__Directions for this task__. Only lines that contain the word "rendering" are to be returned from the data below.

(Stored items)
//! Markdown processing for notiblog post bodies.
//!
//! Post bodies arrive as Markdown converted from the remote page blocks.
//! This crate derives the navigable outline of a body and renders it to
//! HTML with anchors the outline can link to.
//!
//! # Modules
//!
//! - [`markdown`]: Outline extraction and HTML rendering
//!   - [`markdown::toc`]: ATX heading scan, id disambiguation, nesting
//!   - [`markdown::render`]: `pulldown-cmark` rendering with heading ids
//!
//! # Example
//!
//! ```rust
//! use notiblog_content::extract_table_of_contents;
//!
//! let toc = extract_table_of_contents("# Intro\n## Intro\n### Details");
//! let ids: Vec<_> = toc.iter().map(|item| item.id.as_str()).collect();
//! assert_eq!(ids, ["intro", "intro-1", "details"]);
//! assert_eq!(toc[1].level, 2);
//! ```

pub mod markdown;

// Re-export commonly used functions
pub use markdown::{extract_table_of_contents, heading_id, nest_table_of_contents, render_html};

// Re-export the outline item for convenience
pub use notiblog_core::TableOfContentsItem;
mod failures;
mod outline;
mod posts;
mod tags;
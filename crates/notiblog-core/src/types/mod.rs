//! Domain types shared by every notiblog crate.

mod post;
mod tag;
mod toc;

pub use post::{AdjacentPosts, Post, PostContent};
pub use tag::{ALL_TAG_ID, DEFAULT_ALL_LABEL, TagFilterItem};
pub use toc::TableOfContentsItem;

__Solved problem__.
//! - [`markdown`]: Outline extraction and HTML rendering
//!   - [`markdown::render`]: `pulldown-cmark` rendering with heading ids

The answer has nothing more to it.